Happily for the knitwear designers, there has been a definite resurgence toward natural fibers and more fashionable knitting.
There is, of course, a world of difference between designer knitting and ordinary knitting.
``Designer'' knitters focus on the quality and integrity of a design and the use of natural fibers to make their clothing as different from factory production as possible. Many ``common'' knitters are very skilled, but tend to use acrylic yarns.
``The garments can stand up by themselves,'' laughs Sheard, who owns a natural fiber yarn company, Rowan Yarns, in his native Yorkshire.
Jacquelyn Katzenstein, who owns the Wild & Woolly Studio in Lexington, Mass., is also happy about the changing attitudes toward knitting. Her shop not only sells high-quality natural yarns, but also gives classes and a lot of personal help to knitters.
``These are the kind of yarn stores,'' says Ken Bridgewater of the Westminster Trading Corporation, ``which are growing very nicely - they have a clear definition of where they're going.... [there's] a lot of design content in what's being sold.''
``The bejeweled, glitzy, glamorous look is out,'' notes Sheard. ``Knitting must go forward with the mood, the times - toward feeling informal, relaxed, casual.'' While there are quite a number of knitting stores closing, the ones that are growing cater to the changing desires of knitters - stocking natural yarns, designer knitting books, and new equipment.
Knitwear designers such as Fassett are inspiring this new breed of knitters. And not only are knitters using new and natural yarns, they're also becoming more creative.

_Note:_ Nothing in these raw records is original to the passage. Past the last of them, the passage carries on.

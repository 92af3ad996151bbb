//! Simulated audio output
//!
//! Stands in for a real audio element: it remembers what it was told,
//! logs it, and advances its position when the session ticks.

use cadence_playback::{format_time, AudioOutput, Result};
use std::time::Duration;
use tracing::{debug, info};

#[derive(Debug, Default)]
pub struct SimulatedOutput {
    loaded: Option<String>,
    generation: u64,
    playing: bool,
    position: Duration,
    level: f32,
}

impl SimulatedOutput {
    pub fn new() -> Self {
        Self::default()
    }

    /// Play for `elapsed`, returning the new position (unchanged while paused)
    pub fn advance(&mut self, elapsed: Duration) -> Duration {
        if self.playing && self.loaded.is_some() {
            self.position = self.position.saturating_add(elapsed);
        }
        self.position
    }

    /// End of the loaded song: the output stops by itself, as an audio
    /// element does
    pub fn finish(&mut self) {
        debug!(position = %format_time(self.position.as_secs_f64()), "Output reached end");
        self.playing = false;
    }

    pub fn loaded(&self) -> Option<&str> {
        self.loaded.as_deref()
    }

    pub fn generation(&self) -> u64 {
        self.generation
    }

    pub fn is_playing(&self) -> bool {
        self.playing
    }

    pub fn position(&self) -> Duration {
        self.position
    }

    pub fn level(&self) -> f32 {
        self.level
    }
}

impl AudioOutput for SimulatedOutput {
    fn load(&mut self, audio_url: &str, generation: u64) -> Result<()> {
        info!(audio_url, generation, "Loading audio");
        self.loaded = Some(audio_url.to_string());
        self.generation = generation;
        self.playing = false;
        self.position = Duration::ZERO;
        Ok(())
    }

    fn play(&mut self) -> Result<()> {
        debug!(position = %format_time(self.position.as_secs_f64()), "Output playing");
        self.playing = true;
        Ok(())
    }

    fn pause(&mut self) -> Result<()> {
        debug!(position = %format_time(self.position.as_secs_f64()), "Output paused");
        self.playing = false;
        Ok(())
    }

    fn seek(&mut self, position: Duration) -> Result<()> {
        debug!(position = %format_time(position.as_secs_f64()), "Output seek");
        self.position = position;
        Ok(())
    }

    fn set_volume(&mut self, level: f32) -> Result<()> {
        debug!(level, "Output volume");
        self.level = level;
        Ok(())
    }
}
//! Shuffle algorithms for list randomization
//!
//! Pure random (Fisher-Yates) permutation that keeps the playing song in
//! front, plus the lookup used to restore the unshuffled order.

use crate::types::Song;
use rand::seq::SliceRandom;
use rand::Rng;

/// Shuffle `songs` uniformly, pinning the song with `pinned_id` to index 0
///
/// Every other song takes part in a Fisher-Yates shuffle. When `pinned_id`
/// is `None` or not in the list, the whole list is shuffled.
///
/// Returns the index of the pinned song after shuffling (always 0 when it
/// was found).
pub fn shuffle_pinned<R: Rng + ?Sized>(
    songs: &mut [Song],
    pinned_id: Option<&str>,
    rng: &mut R,
) -> Option<usize> {
    let pinned = pinned_id.and_then(|id| position_of(songs, id));

    match pinned {
        Some(index) => {
            songs.swap(0, index);
            songs[1..].shuffle(rng);
            Some(0)
        }
        None => {
            songs.shuffle(rng);
            None
        }
    }
}

/// Index of the song with `id`, if present
pub fn position_of(songs: &[Song], id: &str) -> Option<usize> {
    songs.iter().position(|song| song.id == id)
}
//! Cadence - Playback Management
//!
//! Platform-agnostic playback state engine for Cadence.
//!
//! This crate provides:
//! - Two-source playback (queue pre-empts the original playlist)
//! - Transport controls (play, pause, resume, next, previous, seek)
//! - Queue editing (enqueue, dequeue, reorder, clear)
//! - Reversible per-source shuffle
//! - Repeat modes (None, One, All)
//! - Volume control (0.0-1.0, mute/unmute)
//! - An output driver that keeps a platform audio output in step
//!
//! # Architecture
//!
//! `cadence-playback` performs no I/O:
//! - No audio decoding or rendering
//! - No storage or network access
//! - Every operation is a synchronous state transition
//!
//! Platform-specific code (audio output) is provided via the
//! [`AudioOutput`] trait and driven by [`OutputDriver`].
//!
//! # Example: Basic Playback
//!
//! ```rust
//! use cadence_playback::{PlaybackManager, PlaybackConfig, Song};
//! use std::time::Duration;
//!
//! // Create playback manager
//! let mut manager = PlaybackManager::new(PlaybackConfig::default());
//!
//! let album = vec![
//!     Song::new("1", "Intro", "Artist Name", Duration::from_secs(95), "https://cdn.example/1.mp3"),
//!     Song::new("2", "Single", "Artist Name", Duration::from_secs(210), "https://cdn.example/2.mp3"),
//! ];
//!
//! // Play the album from its first song
//! manager.play_song(&album[0], Some(album.clone()));
//!
//! // Queue something to play next
//! let extra = Song::new("9", "Guest", "Someone", Duration::from_secs(180), "https://cdn.example/9.mp3");
//! manager.add_to_queue(extra);
//!
//! manager.next_song();
//! assert_eq!(manager.current_song().unwrap().id, "9");
//! assert!(manager.is_playing_from_queue());
//! ```
//!
//! # Example: Shuffle and Repeat
//!
//! ```rust
//! use cadence_playback::{PlaybackManager, RepeatMode};
//!
//! let mut manager = PlaybackManager::default();
//!
//! // Shuffle whichever source is playing
//! manager.toggle_shuffle();
//!
//! // Enable repeat all
//! manager.set_repeat(RepeatMode::All);
//! ```
//!
//! # Example: Platform Integration
//!
//! ```rust,no_run
//! use cadence_playback::{AudioOutput, OutputDriver, PlaybackManager, Result};
//! use std::time::Duration;
//!
//! // Implement AudioOutput for your platform
//! struct MyAudioElement {
//!     // ... platform-specific handle
//! }
//!
//! impl AudioOutput for MyAudioElement {
//!     fn load(&mut self, audio_url: &str, generation: u64) -> Result<()> {
//!         // Start fetching; report back with `generation`
//!         Ok(())
//!     }
//!
//!     fn play(&mut self) -> Result<()> {
//!         Ok(())
//!     }
//!
//!     fn pause(&mut self) -> Result<()> {
//!         Ok(())
//!     }
//!
//!     fn seek(&mut self, position: Duration) -> Result<()> {
//!         Ok(())
//!     }
//!
//!     fn set_volume(&mut self, level: f32) -> Result<()> {
//!         Ok(())
//!     }
//! }
//!
//! let mut manager = PlaybackManager::default();
//! let mut driver = OutputDriver::new(MyAudioElement { /* ... */ });
//!
//! // After every engine transition
//! driver.sync(&manager).ok();
//!
//! // From the platform's "ended" callback
//! let generation = driver.generation();
//! if driver.on_ended(&mut manager, generation) {
//!     driver.sync(&manager).ok();
//! }
//! ```

mod adapter;
mod error;
mod events;
mod manager;
mod shuffle;
mod time;
mod tracklist;
pub mod types;
mod volume;

#[cfg(feature = "wasm")]
pub mod wasm;

// Public exports
pub use adapter::{AudioOutput, OutputDriver};
pub use error::{PlaybackError, Result};
pub use events::PlaybackEvent;
pub use manager::PlaybackManager;
pub use time::format_time;
pub use types::{PlaybackConfig, PlaybackSource, PlayerSnapshot, RepeatMode, Song};
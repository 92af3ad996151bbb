//! WASM-compatible type definitions

use crate::Song;
use serde::{Deserialize, Serialize};
use std::time::Duration;
use wasm_bindgen::prelude::*;

/// WASM-compatible song
///
/// Mirrors [`Song`] with JS-compatible types (f64 seconds instead of
/// `Duration`) and camelCase field names.
#[derive(Serialize, Deserialize, Clone, Debug)]
#[serde(rename_all = "camelCase")]
#[wasm_bindgen]
pub struct WasmSong {
    id: String,
    title: String,
    artist: String,
    album: Option<String>,
    duration_secs: f64,
    art_url: Option<String>,
    audio_url: String,
    genre: Option<String>,
}

#[wasm_bindgen]
impl WasmSong {
    /// Create a new song
    #[wasm_bindgen(constructor)]
    pub fn new(
        id: String,
        title: String,
        artist: String,
        duration_secs: f64,
        audio_url: String,
    ) -> Self {
        Self {
            id,
            title,
            artist,
            album: None,
            duration_secs,
            art_url: None,
            audio_url,
            genre: None,
        }
    }

    // Getters for all fields
    #[wasm_bindgen(getter)]
    pub fn id(&self) -> String {
        self.id.clone()
    }

    #[wasm_bindgen(getter)]
    pub fn title(&self) -> String {
        self.title.clone()
    }

    #[wasm_bindgen(getter)]
    pub fn artist(&self) -> String {
        self.artist.clone()
    }

    #[wasm_bindgen(getter)]
    pub fn album(&self) -> Option<String> {
        self.album.clone()
    }

    #[wasm_bindgen(getter, js_name = durationSecs)]
    pub fn duration_secs(&self) -> f64 {
        self.duration_secs
    }

    #[wasm_bindgen(getter, js_name = artUrl)]
    pub fn art_url(&self) -> Option<String> {
        self.art_url.clone()
    }

    #[wasm_bindgen(getter, js_name = audioUrl)]
    pub fn audio_url(&self) -> String {
        self.audio_url.clone()
    }

    #[wasm_bindgen(getter)]
    pub fn genre(&self) -> Option<String> {
        self.genre.clone()
    }

    // Setters
    #[wasm_bindgen(setter)]
    pub fn set_album(&mut self, album: Option<String>) {
        self.album = album;
    }

    #[wasm_bindgen(setter, js_name = artUrl)]
    pub fn set_art_url(&mut self, art_url: Option<String>) {
        self.art_url = art_url;
    }

    #[wasm_bindgen(setter)]
    pub fn set_genre(&mut self, genre: Option<String>) {
        self.genre = genre;
    }
}

/// Seconds from JS, clamped to a valid `Duration`
///
/// NaN and negative values become zero; values too large to represent
/// (including infinity) saturate at `Duration::MAX`.
pub(crate) fn secs_to_duration(secs: f64) -> Duration {
    if secs.is_nan() || secs <= 0.0 {
        return Duration::ZERO;
    }
    Duration::try_from_secs_f64(secs).unwrap_or(Duration::MAX)
}

// Conversion from internal Song to WASM type
impl From<&Song> for WasmSong {
    fn from(song: &Song) -> Self {
        Self {
            id: song.id.clone(),
            title: song.title.clone(),
            artist: song.artist.clone(),
            album: song.album.clone(),
            duration_secs: song.duration.as_secs_f64(),
            art_url: song.art_url.clone(),
            audio_url: song.audio_url.clone(),
            genre: song.genre.clone(),
        }
    }
}

// Conversion from WASM type to internal Song
impl From<WasmSong> for Song {
    fn from(song: WasmSong) -> Self {
        Self {
            id: song.id,
            title: song.title,
            artist: song.artist,
            album: song.album,
            duration: secs_to_duration(song.duration_secs),
            art_url: song.art_url,
            audio_url: song.audio_url,
            genre: song.genre,
        }
    }
}
/// Cadence - terminal playback harness
use cadence_cli::{Catalog, CliConfig, Session};
use cadence_playback::format_time;
use clap::{Parser, Subcommand};
use std::io::{self, BufReader, Write};
use std::path::PathBuf;
use tracing_subscriber::{layer::SubscriberExt, util::SubscriberInitExt};

#[derive(Parser)]
#[command(name = "cadence")]
#[command(about = "Drive the Cadence playback engine from the terminal", long_about = None)]
struct Cli {
    /// Configuration file path (defaults to ./cadence.toml when present)
    #[arg(short, long, global = true, env = "CADENCE_CONFIG")]
    config: Option<PathBuf>,

    #[command(subcommand)]
    command: Commands,
}

#[derive(Subcommand)]
enum Commands {
    /// Execute playback commands from a script (stdin when omitted)
    Run {
        /// Song catalog (JSON)
        #[arg(long)]
        catalog: Option<PathBuf>,

        /// Command script, one command per line
        #[arg(short, long)]
        script: Option<PathBuf>,
    },
    /// List the songs and playlists in a catalog
    Songs {
        /// Song catalog (JSON)
        #[arg(long)]
        catalog: Option<PathBuf>,
    },
}

fn main() -> anyhow::Result<()> {
    // Initialize tracing
    tracing_subscriber::registry()
        .with(
            tracing_subscriber::EnvFilter::try_from_default_env()
                .unwrap_or_else(|_| "cadence=info,cadence_cli=info,cadence_playback=info".into()),
        )
        .with(tracing_subscriber::fmt::layer().with_writer(io::stderr))
        .init();

    let cli = Cli::parse();

    let config = CliConfig::load(cli.config.as_deref())?;
    config.validate()?;

    match cli.command {
        Commands::Run { catalog, script } => {
            let catalog = Catalog::load(&config.catalog_path(catalog)?)?;
            run(config, catalog, script)?;
        }
        Commands::Songs { catalog } => {
            let catalog = Catalog::load(&config.catalog_path(catalog)?)?;
            list_songs(&catalog)?;
        }
    }

    Ok(())
}

fn run(config: CliConfig, catalog: Catalog, script: Option<PathBuf>) -> anyhow::Result<()> {
    let mut session = Session::new(config.playback, catalog);
    let stdout = io::stdout().lock();

    match script {
        Some(path) => {
            tracing::info!("Running script {}", path.display());
            let file = std::fs::File::open(&path)?;
            session.run_script(BufReader::new(file), stdout)?;
        }
        None => {
            session.run_script(io::stdin().lock(), stdout)?;
        }
    }

    Ok(())
}

fn list_songs(catalog: &Catalog) -> anyhow::Result<()> {
    let mut out = io::stdout().lock();

    for song in catalog.songs() {
        writeln!(
            out,
            "{:<12} {:>6}  {} - {}",
            song.id,
            format_time(song.duration.as_secs_f64()),
            song.artist,
            song.title
        )?;
    }

    for name in catalog.playlist_names() {
        let songs = catalog.playlist(name)?;
        writeln!(out, "playlist {} ({} songs)", name, songs.len())?;
    }

    Ok(())
}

More of them are making up their own patterns rather than trying to find exactly what they like in a pattern book. Or, as often happens with Fassett's patterns, people use his patterns, but pick their own colors. ``Kaffe is not a good salesman for his kits,'' says Mr. Bridgewater.
More men are knitting now, too, according to Ms. Katzenstein of Wild & Woolly. ``They tend to be engineers, doctors, dentists, who are all precise and use their hands a lot,'' she says.
Most of her customers, in fact, are career people who knit because it's relaxing and portable. And then there are the people who just buy all the new books, or all the latest gadgets. Other people buy so much yarn ``they couldn't possibly live long enough to knit what they've bought,'' says Katzenstein. ``They're yarn junkies!''
Fassett rivals them all, however, with his collection of thousands of skeins of yarn. He has worked closely with Rowan Yarns since its early days in the late '70s, choosing and creating new colors and textures.
Together, they have produced many of his designs in kit form. Some of the designs in ``Summer & Winter Knitting'' can also be obtained as kits.